An Indigenous Elder and a woman of the Wiradjuri tribe, Jenny has personally suffered at the hands of past forced removal procedures.
In 1973 she was sent to the notorious Parramatta Girls Training School, commonly known as Parramatta Girls Home. Sixteen-years-old and pregnant at the time, she was taken from her family and Indigenous culture in Cootamundra.
Charged with exposure to ‘moral danger’ on the basis of a spurious vaginal examination, Jenny and other women were condemned to suffer abuse perpetrated by doctors, supervising staff and other inmates.
“They made sure I was isolated at the girls’ home,” Jenny recalls.
“I had no ability to form friendships; we were not allowed to speak. I was completely unaware of my own human rights.”
Despite being sent to Parramatta Girls Home to escape ‘moral dangers’, what Jenny experienced inside the walls of the detention facility was far worse than anything she could have imagined.
Upon arriving, she was forbidden from continuing any formal education, unable to engage in any physical fitness, stripped of her communicative rights and had no access to medical services for her unborn child. Jenny suffered through regular invasive examinations and was no longer called by her name. Instead the authorities called her 114, a designated entrance number.
“I didn’t let trauma push me over the edge, even though it could have so easily."
“I saw more things inside that place than I ever would have seen as a 16-year-old in my own home,” she says.
“I saw sexual abuse, violence, girls sticking pins into themselves and self-harming. I was so scared and I couldn’t trust anyone. Not the guards or the girls.”
But nothing could prepare Jenny for what was to come. Vague memories of the birth of her child still linger in her memory. No forms were signed nor consent given, and yet Jen’s baby was taken and placed with an adoptive family.
Today, her relationship with her daughter remains fractured as a result.
Jenny shared such confronting stories of betrayal, isolation, fear and abuse before the Royal Commission into Institutional Responses to Child Sexual Abuse in Sydney last month.
She was allocated one hour to recall memories that have provided a lifetime of personal grief, angst and trauma.
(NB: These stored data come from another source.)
//! Writer configuration

/// Compression applied to every page of a sequence.
#[derive(Debug, Clone, Copy, PartialEq, Eq)]
pub enum TiffCompression {
    /// Pages stored as raw strips
    None,
    Lzw,
    /// Deflate at its fastest level
    DeflateFast,
    /// Deflate at its smallest output
    DeflateBest,
    DeflateBalanced,
}

/// How a [`TiffSequenceWriter`](super::TiffSequenceWriter) encodes pages and
/// handles a sequence that ends with the wrong number of frames.
#[derive(Debug, Clone)]
pub struct WriterConfig {
    pub compression: TiffCompression,
    /// TIFF predictor code; 2 enables horizontal differencing of samples
    /// before compression, anything else leaves samples as they are.
    pub predictor: Option<u16>,
    /// Reject an empty region or a bit depth outside 1..=16 when the writer is built.
    pub validate_header: bool,
    /// On a frame-count mismatch at close, rewrite every page's PageNumber
    /// total to the frames actually written instead of failing.
    pub repair_frame_count: bool,
}

impl Default for WriterConfig {
    fn default() -> Self {
        Self {
            compression: TiffCompression::None,
            predictor: None,
            validate_header: true,
            repair_frame_count: false,
        }
    }
}

impl WriterConfig {
    pub fn builder() -> WriterConfigBuilder {
        WriterConfigBuilder::default()
    }
}

#[derive(Default)]
pub struct WriterConfigBuilder {
    compression: Option<TiffCompression>,
    predictor: Option<Option<u16>>,
    validate_header: Option<bool>,
    repair_frame_count: Option<bool>,
}

impl WriterConfigBuilder {
    pub fn compression(mut self, compression: TiffCompression) -> Self {
        self.compression = Some(compression);
        self
    }

    pub fn predictor(mut self, predictor: Option<u16>) -> Self {
        self.predictor = Some(predictor);
        self
    }

    pub fn validate_header(mut self, validate: bool) -> Self {
        self.validate_header = Some(validate);
        self
    }

    pub fn repair_frame_count(mut self, repair: bool) -> Self {
        self.repair_frame_count = Some(repair);
        self
    }

    pub fn build(self) -> WriterConfig {
        let default = WriterConfig::default();
        WriterConfig {
            compression: self.compression.unwrap_or(default.compression),
            predictor: self.predictor.unwrap_or(default.predictor),
            validate_header: self.validate_header.unwrap_or(default.validate_header),
            repair_frame_count: self.repair_frame_count.unwrap_or(default.repair_frame_count),
        }
    }
}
Since commencing in 2014, the Commission has heard stories with harrowing familiarity. Evidence of brutal discipline, inhumane treatment, abuse and humiliating behaviour at the hands of authority has stitched a story of immense suffering for those who were forced to experience it.
Amazingly Jenny considers herself to be one of the lucky ones thanks to the love and support of some amazing friends. Despite her traumatic experiences, she eventually studied at Teachers College and continued on to secure her Masters. Now, she is considering studying for a PhD.
“I thought to myself, if I was ever going to meet my baby then I wanted to be educated,” Jenny says.
Now 60-years-old, she provides support to those struggling rather than dwelling on her own past experiences.
“I didn’t let trauma push me over the edge, even though it could have so easily,” she says.
“People choose alcohol and drugs because it’s easier than facing the reality of their pasts, but things need to change.”
Jen’s fear is that institutionalisation and the forced removal of indigenous children have effects so severe that they continue the intergenerational cycle of oppression.
“If a child is removed from their home, they lose their identity and place in this world,” she says.
“No child should be forcibly removed or taken from their relatives’ arms.”
If circumstances become so dire that a child is no longer safe in their home, Jen believes there needs to be adequate support services for not only the child, but for the family who has lost too.
“It doesn’t matter your colour or your race, people are still people. We need to learn to take care of each other.”